Molti Paesi del Sud del mondo, inoltre – ammettono ancora gli esperti – hanno allentato i loro confini in uno sforzo concertato per rilanciare le loro economie, ma c’è stata pochissima reciprocità (e torniamo su questo termine) da parte dei Paesi del Nord del mondo, che hanno imposto alcune delle più rigorose restrizioni di viaggio in entrata legate al Covid-19.
Il paradosso, che in realtà lascia poco spazio allo stupore, è che nonostante l’evidenza di un mondo spaccato, ineguale, disomogeneo l’attenzione rimane rivolta ai ricchi, ai danarosi, agli imprenditori. A loro, che possono salvarsi dalla crisi e anzi accrescere il loro volume di affari. Sia chiaro, non c’è disvalore nella ricchezza in generale (tranne in quella generata a danno di altri). Ma la ricchezza non può essere il discrimine per il godimento o meno dei diritti. Inoltre, ciò che turba è che ci siano vie d’uscita per alcuni e non per altri e che queste vie d’uscita siano sempre collegate alla disponibilità finanziaria e alla provenienza geografica.

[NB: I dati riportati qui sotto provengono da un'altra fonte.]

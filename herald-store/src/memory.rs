//! In-memory store implementation.
//!
//! Entities live in `HashMap`s behind a single `RwLock`, so every guarded
//! transition, including the whole-batch dispatch commit, happens under
//! one write lock and is atomic with respect to concurrent readers. This
//! implementation backs tests and embedded deployments; the trait contract
//! is what a database-backed store must reproduce.

use std::{collections::HashMap, sync::Arc};

use async_trait::async_trait;
use chrono::{DateTime, Utc};
use herald_common::{CampaignId, CampaignStatus, RecipientId, RecipientStatus, VariantId};
use parking_lot::RwLock;

use crate::{
    StoreError,
    store::{Store, TestStore},
    types::{AbTest, AbTestEvent, AbTestStatus, Campaign, CampaignStats, Recipient, SendOptions},
};

#[derive(Debug, Default)]
struct Inner {
    campaigns: HashMap<CampaignId, Campaign>,
    recipients: HashMap<RecipientId, Recipient>,
    /// Per-campaign recipient ids in insertion order, so listing is
    /// deterministic (the A/B split depends on stable ordering).
    by_campaign: HashMap<CampaignId, Vec<RecipientId>>,
    tests: HashMap<CampaignId, AbTest>,
}

impl Inner {
    fn campaign_mut(&mut self, id: CampaignId) -> Result<&mut Campaign, StoreError> {
        self.campaigns
            .get_mut(&id)
            .ok_or(StoreError::CampaignNotFound(id))
    }

    fn recipient_mut(&mut self, id: RecipientId) -> Result<&mut Recipient, StoreError> {
        self.recipients
            .get_mut(&id)
            .ok_or(StoreError::RecipientNotFound(id))
    }

    fn test_mut(&mut self, campaign_id: CampaignId) -> Result<&mut AbTest, StoreError> {
        self.tests
            .get_mut(&campaign_id)
            .ok_or(StoreError::TestNotFound(campaign_id))
    }

    fn guard_campaign(
        campaign: &Campaign,
        from: &[CampaignStatus],
    ) -> Result<(), StoreError> {
        if from.contains(&campaign.status) {
            Ok(())
        } else {
            Err(StoreError::StatusConflict {
                id: campaign.id,
                status: campaign.status,
                expected: from
                    .iter()
                    .map(ToString::to_string)
                    .collect::<Vec<_>>()
                    .join(", "),
            })
        }
    }

    fn apply_recipient_transition(
        recipient: &mut Recipient,
        from: &[RecipientStatus],
        to: RecipientStatus,
        error: Option<String>,
        now: DateTime<Utc>,
    ) -> Result<bool, StoreError> {
        if !from.contains(&recipient.status) {
            return Ok(false);
        }
        if !recipient.status.can_transition_to(to) {
            return Err(StoreError::IllegalTransition {
                from: recipient.status,
                to,
            });
        }
        recipient.record_status(to, now);
        recipient.error_message = error;
        Ok(true)
    }
}

/// Thread-safe in-memory store for campaigns, recipients, and A/B tests.
#[derive(Debug, Default, Clone)]
pub struct MemoryStore {
    inner: Arc<RwLock<Inner>>,
}

impl MemoryStore {
    /// Create an empty store.
    #[must_use]
    pub fn new() -> Self {
        Self::default()
    }
}

#[async_trait]
impl Store for MemoryStore {
    async fn insert_campaign(&self, campaign: Campaign) -> Result<(), StoreError> {
        let mut inner = self.inner.write();
        inner.by_campaign.entry(campaign.id).or_default();
        inner.campaigns.insert(campaign.id, campaign);
        Ok(())
    }

    async fn campaign(&self, id: CampaignId) -> Result<Campaign, StoreError> {
        self.inner
            .read()
            .campaigns
            .get(&id)
            .cloned()
            .ok_or(StoreError::CampaignNotFound(id))
    }

    async fn transition_campaign(
        &self,
        id: CampaignId,
        from: &[CampaignStatus],
        to: CampaignStatus,
    ) -> Result<(), StoreError> {
        let mut inner = self.inner.write();
        let campaign = inner.campaign_mut(id)?;
        Inner::guard_campaign(campaign, from)?;
        campaign.status = to;
        Ok(())
    }

    async fn set_schedule(&self, id: CampaignId, at: DateTime<Utc>) -> Result<(), StoreError> {
        let mut inner = self.inner.write();
        let campaign = inner.campaign_mut(id)?;
        campaign.scheduled_at = Some(at);
        campaign.status = CampaignStatus::Scheduled;
        Ok(())
    }

    async fn set_send_options(
        &self,
        id: CampaignId,
        options: SendOptions,
    ) -> Result<(), StoreError> {
        let mut inner = self.inner.write();
        inner.campaign_mut(id)?.send_options = options;
        Ok(())
    }

    async fn add_campaign_stats(
        &self,
        id: CampaignId,
        delta: CampaignStats,
    ) -> Result<(), StoreError> {
        let mut inner = self.inner.write();
        inner.campaign_mut(id)?.stats.add(delta);
        Ok(())
    }

    async fn insert_recipients(&self, recipients: Vec<Recipient>) -> Result<(), StoreError> {
        let mut inner = self.inner.write();
        for recipient in recipients {
            inner
                .by_campaign
                .entry(recipient.campaign_id)
                .or_default()
                .push(recipient.id);
            inner.recipients.insert(recipient.id, recipient);
        }
        Ok(())
    }

    async fn recipient(&self, id: RecipientId) -> Result<Recipient, StoreError> {
        self.inner
            .read()
            .recipients
            .get(&id)
            .cloned()
            .ok_or(StoreError::RecipientNotFound(id))
    }

    async fn recipients_in_status(
        &self,
        campaign_id: CampaignId,
        status: RecipientStatus,
    ) -> Result<Vec<Recipient>, StoreError> {
        let inner = self.inner.read();
        let ids = inner
            .by_campaign
            .get(&campaign_id)
            .ok_or(StoreError::CampaignNotFound(campaign_id))?;

        Ok(ids
            .iter()
            .filter_map(|id| inner.recipients.get(id))
            .filter(|recipient| recipient.status == status)
            .cloned()
            .collect())
    }

    async fn count_in_status(
        &self,
        campaign_id: CampaignId,
        status: RecipientStatus,
    ) -> Result<usize, StoreError> {
        let inner = self.inner.read();
        let ids = inner
            .by_campaign
            .get(&campaign_id)
            .ok_or(StoreError::CampaignNotFound(campaign_id))?;

        Ok(ids
            .iter()
            .filter_map(|id| inner.recipients.get(id))
            .filter(|recipient| recipient.status == status)
            .count())
    }

    async fn transition_recipient(
        &self,
        id: RecipientId,
        from: &[RecipientStatus],
        to: RecipientStatus,
        error: Option<String>,
    ) -> Result<bool, StoreError> {
        let now = Utc::now();
        let mut inner = self.inner.write();
        let recipient = inner.recipient_mut(id)?;
        Inner::apply_recipient_transition(recipient, from, to, error, now)
    }

    async fn assign_variant(
        &self,
        ids: &[RecipientId],
        variant_id: VariantId,
    ) -> Result<(), StoreError> {
        let mut inner = self.inner.write();
        for id in ids {
            inner.recipient_mut(*id)?.variant_id = Some(variant_id);
        }
        Ok(())
    }

    async fn commit_dispatch(
        &self,
        campaign_id: CampaignId,
        recipients: &[RecipientId],
    ) -> Result<usize, StoreError> {
        let now = Utc::now();
        let mut inner = self.inner.write();

        {
            let campaign = inner.campaign_mut(campaign_id)?;
            // Draft/Scheduled start a run; Sending admits later batches of
            // the same run; Completed admits a retry run.
            Inner::guard_campaign(
                campaign,
                &[
                    CampaignStatus::Draft,
                    CampaignStatus::Scheduled,
                    CampaignStatus::Sending,
                    CampaignStatus::Completed,
                ],
            )?;
            campaign.status = CampaignStatus::Sending;
        }

        let mut queued = 0u64;
        for id in recipients {
            let recipient = inner.recipient_mut(*id)?;
            if recipient.status == RecipientStatus::Pending {
                recipient.record_status(RecipientStatus::Queued, now);
                recipient.error_message = None;
                queued += 1;
            }
        }

        inner.campaign_mut(campaign_id)?.stats.add(CampaignStats {
            queued,
            sent: 0,
            failed: 0,
        });

        Ok(usize::try_from(queued).unwrap_or(usize::MAX))
    }
}

#[async_trait]
impl TestStore for MemoryStore {
    async fn insert_test(&self, test: AbTest) -> Result<(), StoreError> {
        self.inner.write().tests.insert(test.campaign_id, test);
        Ok(())
    }

    async fn test_by_campaign(
        &self,
        campaign_id: CampaignId,
    ) -> Result<Option<AbTest>, StoreError> {
        Ok(self.inner.read().tests.get(&campaign_id).cloned())
    }

    async fn update_test_status(
        &self,
        campaign_id: CampaignId,
        status: AbTestStatus,
    ) -> Result<(), StoreError> {
        let mut inner = self.inner.write();
        inner.test_mut(campaign_id)?.status = status;
        Ok(())
    }

    async fn set_assignments(
        &self,
        campaign_id: CampaignId,
        groups: &[(VariantId, Vec<RecipientId>)],
        remaining: Vec<RecipientId>,
    ) -> Result<(), StoreError> {
        let mut inner = self.inner.write();
        let test = inner.test_mut(campaign_id)?;

        for (variant_id, group) in groups {
            let variant = test
                .variants
                .iter_mut()
                .find(|variant| variant.id == *variant_id)
                .ok_or(StoreError::VariantNotFound(*variant_id))?;
            variant.recipient_ids.clone_from(group);
        }
        test.remaining_recipient_ids = remaining;
        Ok(())
    }

    async fn record_variant_event(
        &self,
        campaign_id: CampaignId,
        variant_id: VariantId,
        event: AbTestEvent,
    ) -> Result<(), StoreError> {
        let mut inner = self.inner.write();
        let test = inner.test_mut(campaign_id)?;
        let variant = test
            .variants
            .iter_mut()
            .find(|variant| variant.id == variant_id)
            .ok_or(StoreError::VariantNotFound(variant_id))?;
        variant.stats.record(event);
        Ok(())
    }

    async fn set_winner(
        &self,
        campaign_id: CampaignId,
        variant_id: VariantId,
    ) -> Result<(), StoreError> {
        let mut inner = self.inner.write();
        let test = inner.test_mut(campaign_id)?;
        if test.variant(variant_id).is_none() {
            return Err(StoreError::VariantNotFound(variant_id));
        }
        test.winner = Some(variant_id);
        Ok(())
    }

    async fn auto_select_winner(
        &self,
        campaign_id: CampaignId,
    ) -> Result<Option<VariantId>, StoreError> {
        let mut inner = self.inner.write();
        let test = inner.test_mut(campaign_id)?;

        let winner = test
            .variants
            .iter()
            .max_by(|a, b| {
                a.stats
                    .click_rate()
                    .total_cmp(&b.stats.click_rate())
                    .then(a.stats.open_rate().total_cmp(&b.stats.open_rate()))
            })
            .map(|variant| variant.id);

        test.winner = winner;
        Ok(winner)
    }
}
//! Queue management: pacing, claiming, campaign-level control.

use std::{collections::HashSet, sync::Arc, time::Duration};

use dashmap::{DashMap, DashSet};
use herald_common::{CampaignId, JobId, unix_now};
use serde::Serialize;
use tracing::{debug, warn};

use crate::{
    QueueError,
    job::{Job, JobState},
    store::QueueStore,
};

/// Counts per job state, with waiting split into ready and delayed.
#[derive(Debug, Clone, Copy, Default, PartialEq, Eq, Serialize)]
pub struct JobCounts {
    pub waiting: usize,
    pub delayed: usize,
    pub active: usize,
    pub completed: usize,
    pub failed: usize,
}

impl JobCounts {
    /// Jobs that have not yet reached a terminal state.
    #[must_use]
    pub const fn outstanding(&self) -> usize {
        self.waiting + self.delayed + self.active
    }
}

/// The shared durable job queue.
///
/// Job records live in a lock-free concurrent map and are written through
/// to the injected [`QueueStore`]. State-change persistence after a record
/// is already in memory is best-effort: a failed write is logged and the
/// in-memory state stands, to be re-persisted on the next change.
#[derive(Debug, Clone)]
pub struct JobQueue {
    jobs: Arc<DashMap<JobId, Job>>,
    paused_campaigns: Arc<DashSet<CampaignId>>,
    store: Arc<dyn QueueStore>,
}

impl JobQueue {
    /// Create an empty queue on top of a persistence backend.
    #[must_use]
    pub fn new(store: Arc<dyn QueueStore>) -> Self {
        Self {
            jobs: Arc::new(DashMap::new()),
            paused_campaigns: Arc::new(DashSet::new()),
            store,
        }
    }

    /// Reload persisted jobs after a restart.
    ///
    /// Jobs that were Active when the process died are demoted back to
    /// Waiting; their send may or may not have happened, and the worker's
    /// status re-check makes re-running them safe.
    ///
    /// # Errors
    /// Returns an error if the backend cannot be read.
    pub async fn restore(&self) -> Result<usize, QueueError> {
        let mut restored = 0;
        for mut job in self.store.load_all().await? {
            if job.state == JobState::Active {
                debug!(job_id = %job.id, "Demoting interrupted active job to waiting");
                job.state = JobState::Waiting;
                self.persist(&job).await;
            }
            self.jobs.insert(job.id, job);
            restored += 1;
        }
        Ok(restored)
    }

    /// Add one job.
    ///
    /// The record is persisted before it becomes claimable, so an enqueue
    /// that returns Ok survives a crash.
    ///
    /// # Errors
    /// Returns an error if the backend rejects the write; the job is then
    /// not queued at all.
    pub async fn enqueue(&self, job: Job) -> Result<(), QueueError> {
        self.store.put(&job).await?;
        self.jobs.insert(job.id, job);
        Ok(())
    }

    /// Add a batch of jobs, stopping at the first backend failure.
    ///
    /// Jobs enqueued before the failure stay queued; the caller decides
    /// what to do about the rest.
    ///
    /// # Errors
    /// Returns the backend error that stopped the batch.
    pub async fn enqueue_all(&self, jobs: Vec<Job>) -> Result<usize, QueueError> {
        let mut enqueued = 0;
        for job in jobs {
            self.enqueue(job).await?;
            enqueued += 1;
        }
        Ok(enqueued)
    }

    /// Claim the next ready job, atomically moving it Waiting→Active.
    ///
    /// Eligible jobs are drained highest priority first, then by
    /// `not_before`, then by id (creation order): paced batch order within
    /// a campaign, greedy priority across campaigns. Jobs of paused
    /// campaigns are skipped. Returns `None` when nothing is ready.
    pub async fn claim_ready(&self) -> Option<Job> {
        let now = unix_now();

        let mut candidates: Vec<_> = self
            .jobs
            .iter()
            .filter(|entry| {
                entry.value().is_ready(now)
                    && !self.paused_campaigns.contains(&entry.value().campaign_id)
            })
            .map(|entry| {
                let job = entry.value();
                (
                    std::cmp::Reverse(job.priority),
                    job.not_before,
                    job.id,
                )
            })
            .collect();
        candidates.sort_unstable();

        for (_, _, id) in candidates {
            let claimed = self.jobs.get_mut(&id).and_then(|mut entry| {
                let job = entry.value_mut();
                // Re-checked under the shard lock: another worker may have
                // won the race since the snapshot above.
                if job.state == JobState::Waiting && job.not_before <= now {
                    job.state = JobState::Active;
                    Some(job.clone())
                } else {
                    None
                }
            });

            if let Some(job) = claimed {
                self.persist(&job).await;
                return Some(job);
            }
        }

        None
    }

    /// Mark a job successfully finished.
    ///
    /// # Errors
    /// Returns an error if the job is not in the queue.
    pub async fn complete(&self, id: JobId) -> Result<(), QueueError> {
        self.finish(id, JobState::Completed, None).await
    }

    /// Mark a job permanently failed.
    ///
    /// # Errors
    /// Returns an error if the job is not in the queue.
    pub async fn fail(&self, id: JobId, error: impl Into<String>) -> Result<(), QueueError> {
        self.finish(id, JobState::Failed, Some(error.into())).await
    }

    async fn finish(
        &self,
        id: JobId,
        state: JobState,
        error: Option<String>,
    ) -> Result<(), QueueError> {
        let job = {
            let mut entry = self.jobs.get_mut(&id).ok_or(QueueError::NotFound(id))?;
            let job = entry.value_mut();
            job.state = state;
            job.last_error = error;
            job.finished_at = Some(unix_now());
            job.clone()
        };
        self.persist(&job).await;
        Ok(())
    }

    /// Re-queue an active job for a later attempt.
    ///
    /// Increments the attempt counter, records the failure, and makes the
    /// job eligible again at `not_before`.
    ///
    /// # Errors
    /// Returns an error if the job is not in the queue.
    pub async fn retry_later(
        &self,
        id: JobId,
        not_before: u64,
        error: impl Into<String>,
    ) -> Result<u32, QueueError> {
        let job = {
            let mut entry = self.jobs.get_mut(&id).ok_or(QueueError::NotFound(id))?;
            let job = entry.value_mut();
            job.attempt = job.attempt.saturating_add(1);
            job.state = JobState::Waiting;
            job.not_before = not_before;
            job.last_error = Some(error.into());
            job.clone()
        };
        self.persist(&job).await;
        Ok(job.attempt)
    }

    /// Remove every not-yet-started job of one campaign.
    ///
    /// Only Waiting jobs (ready or delayed) are removed; Active jobs run to
    /// completion and terminal jobs stay for the administrative clean.
    /// Returns the removed jobs so the caller can reconcile their
    /// recipients.
    pub async fn remove_campaign_jobs(&self, campaign_id: CampaignId) -> Vec<Job> {
        let ids: Vec<_> = self
            .jobs
            .iter()
            .filter(|entry| {
                entry.value().campaign_id == campaign_id
                    && entry.value().state == JobState::Waiting
            })
            .map(|entry| *entry.key())
            .collect();

        let mut removed = Vec::with_capacity(ids.len());
        for id in ids {
            // Entries may race to Active between snapshot and removal;
            // remove_if keeps those in place.
            if let Some((_, job)) = self
                .jobs
                .remove_if(&id, |_, job| job.state == JobState::Waiting)
            {
                if let Err(e) = self.store.delete(id).await {
                    warn!(job_id = %id, error = %e, "Failed to delete cancelled job record");
                }
                removed.push(job);
            }
        }
        removed
    }

    /// Remove up to `limit` terminal jobs older than `grace`.
    ///
    /// # Errors
    /// Returns an error when `state` is not terminal.
    pub async fn clean(
        &self,
        grace: Duration,
        limit: usize,
        state: JobState,
    ) -> Result<Vec<JobId>, QueueError> {
        if !state.is_terminal() {
            return Err(QueueError::NotTerminal(state));
        }

        let cutoff = unix_now().saturating_sub(grace.as_secs());
        let mut expired: Vec<_> = self
            .jobs
            .iter()
            .filter(|entry| {
                let job = entry.value();
                job.state == state && job.finished_at.is_some_and(|at| at <= cutoff)
            })
            .map(|entry| (entry.value().finished_at, *entry.key()))
            .collect();
        expired.sort_unstable();
        expired.truncate(limit);

        let mut removed = Vec::with_capacity(expired.len());
        for (_, id) in expired {
            if self.jobs.remove(&id).is_some() {
                if let Err(e) = self.store.delete(id).await {
                    warn!(job_id = %id, error = %e, "Failed to delete cleaned job record");
                }
                removed.push(id);
            }
        }
        Ok(removed)
    }

    /// Stop releasing one campaign's jobs to workers. In-flight jobs are
    /// unaffected.
    pub fn pause_campaign(&self, campaign_id: CampaignId) {
        self.paused_campaigns.insert(campaign_id);
    }

    /// Release a campaign's jobs again.
    pub fn resume_campaign(&self, campaign_id: CampaignId) {
        self.paused_campaigns.remove(&campaign_id);
    }

    /// Whether a campaign is currently held back.
    #[must_use]
    pub fn is_paused(&self, campaign_id: CampaignId) -> bool {
        self.paused_campaigns.contains(&campaign_id)
    }

    /// Counts per state, splitting waiting jobs into ready and delayed.
    #[must_use]
    pub fn counts(&self) -> JobCounts {
        let now = unix_now();
        let mut counts = JobCounts::default();

        for entry in self.jobs.iter() {
            let job = entry.value();
            match job.state {
                JobState::Waiting if job.not_before > now => counts.delayed += 1,
                JobState::Waiting => counts.waiting += 1,
                JobState::Active => counts.active += 1,
                JobState::Completed => counts.completed += 1,
                JobState::Failed => counts.failed += 1,
            }
        }
        counts
    }

    /// Campaigns with at least one non-terminal job.
    #[must_use]
    pub fn active_campaigns(&self) -> usize {
        let mut campaigns = HashSet::new();
        for entry in self.jobs.iter() {
            if !entry.value().state.is_terminal() {
                campaigns.insert(entry.value().campaign_id);
            }
        }
        campaigns.len()
    }

    /// All jobs currently in `state`.
    #[must_use]
    pub fn jobs_in_state(&self, state: JobState) -> Vec<Job> {
        let mut jobs: Vec<_> = self
            .jobs
            .iter()
            .filter(|entry| entry.value().state == state)
            .map(|entry| entry.value().clone())
            .collect();
        jobs.sort_by_key(|job| job.id);
        jobs
    }

    /// One campaign's jobs, any state.
    #[must_use]
    pub fn campaign_jobs(&self, campaign_id: CampaignId) -> Vec<Job> {
        let mut jobs: Vec<_> = self
            .jobs
            .iter()
            .filter(|entry| entry.value().campaign_id == campaign_id)
            .map(|entry| entry.value().clone())
            .collect();
        jobs.sort_by_key(|job| job.id);
        jobs
    }

    /// Number of jobs in the queue, any state.
    #[must_use]
    pub fn len(&self) -> usize {
        self.jobs.len()
    }

    /// Whether the queue holds no jobs at all.
    #[must_use]
    pub fn is_empty(&self) -> bool {
        self.jobs.is_empty()
    }

    /// Probe the persistence backend.
    ///
    /// # Errors
    /// Returns the backend's error when it is unreachable.
    pub async fn ping(&self) -> Result<(), QueueError> {
        self.store.ping().await
    }

    /// Close the persistence backend.
    ///
    /// # Errors
    /// Returns the backend's error if the flush fails.
    pub async fn close(&self) -> Result<(), QueueError> {
        self.store.close().await
    }

    async fn persist(&self, job: &Job) {
        if let Err(e) = self.store.put(job).await {
            warn!(job_id = %job.id, error = %e, "Failed to persist job state change");
        }
    }
}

Esistono, infatti, programmi di migrazioni con opzioni complementari di cittadinanza e residenza. Ad imprenditori – che siano cittadini europei – e alle loro famiglie vengono offerte opportunità di ricollocamento assistito in altre nazioni investendo un certo ammontare di capitale – che va da un minimo di 100.000 dollari per alcuni Paesi dei Caraibi, a un massimo di 3 milioni di euro per l’Austria. Un modo per rifarsi una vita con le dovute rassicurazioni – da parte dei mediatori che operano in questo campo – di accedere ad una sanità adeguata e alla possibilità di condurre affari, studiare, investire.
Alcuni di questi programmi non includono solo la ricollocazione, ma anche il libero movimento in aree limitrofe al territorio scelto o che a questo territorio siano legate per ragioni economiche, politiche o di trattati. Insomma, viviamo in un mondo che insiste nell’agevolare la ricchezza e il potere, nell’alzare barriere di ogni tipo, nell’operare divisioni, e nel trascurare gli effetti di queste politiche: disuguaglianza, disturbi mentali, disagio sociale, conflitti. E migrazioni, migrazioni folli, spesso senza meta. Migrazioni forzate, migrazioni dolorose, migrazioni pericolose.
Oggi più che mai bisogna uscire da questa abulia, da questa assuefazione che ci fa accogliere qualunque cosa storta (come quella che ho raccontato qui) come normale, inevitabile. Bisogna farsi forza, prendere coraggio, raccogliere le energie e creare un movimento di opinione che dica “No, non è giusto! Bisogna cambiare!”.
Non è giusto che milioni di persone siano prigioniere nei loro Paesi, che non abbiano diritto a viaggiare, a cambiare la propria vita a cercare altre strade. Proprio così come fanno tutti quegli altri a cui questo diritto è concesso. Tutti quelli a cui questo diritto, il diritto alla mobilità, sembra normale, scontato. Perché per loro, per noi, sì che è normale e scontato.